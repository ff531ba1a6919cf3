//! JSON string-literal transformer (decode-only).
//!
//! Request bodies are routinely JSON, and a secret inside a JSON document
//! is escaped (`\"`, `\uXXXX`, ...). This codec extracts every balanced
//! string literal from the haystack and yields its unescaped content.
//! There is no encoder: a JSON-encoded needle is just the value wrapped in
//! quotes, which the literal scan already covers via the decode side.

use async_trait::async_trait;
use regex::Regex;

use super::Transformer;

/// Decode-only JSON string-literal codec.
#[derive(Debug)]
pub struct JsonStringTransformer {
    matcher: Regex,
}

impl JsonStringTransformer {
    pub fn new() -> Self {
        // A balanced literal: any run of non-quote, non-backslash,
        // non-control characters or valid JSON escapes between quotes.
        let matcher = Regex::new(r#""(?:[^"\\\x00-\x1F]|\\(?:["\\/bfnrt]|u[0-9a-fA-F]{4}))*""#)
            .expect("pattern is well-formed");
        Self { matcher }
    }
}

impl Default for JsonStringTransformer {
    fn default() -> Self {
        Self::new()
    }
}

#[async_trait]
impl Transformer for JsonStringTransformer {
    fn id(&self) -> String {
        "json-string".to_string()
    }

    fn reversible(&self) -> bool {
        true
    }

    async fn extract_decode(&self, haystack: &[u8], min_len: usize) -> Option<Vec<Vec<u8>>> {
        let text = String::from_utf8_lossy(haystack);
        let mut out = Vec::new();
        for matched in self.matcher.find_iter(&text) {
            let token = matched.as_str();
            if token.len() < min_len {
                continue;
            }
            // serde_json settles the escape semantics (including surrogate
            // pairs); anything it rejects is skipped.
            match serde_json::from_str::<String>(token) {
                Ok(content) => out.push(content.into_bytes()),
                Err(_) => {}
            }
        }
        Some(out)
    }
}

Task to carry out »
Report the number of lines above containing the word "only", with no other text.

Reply to the task »
2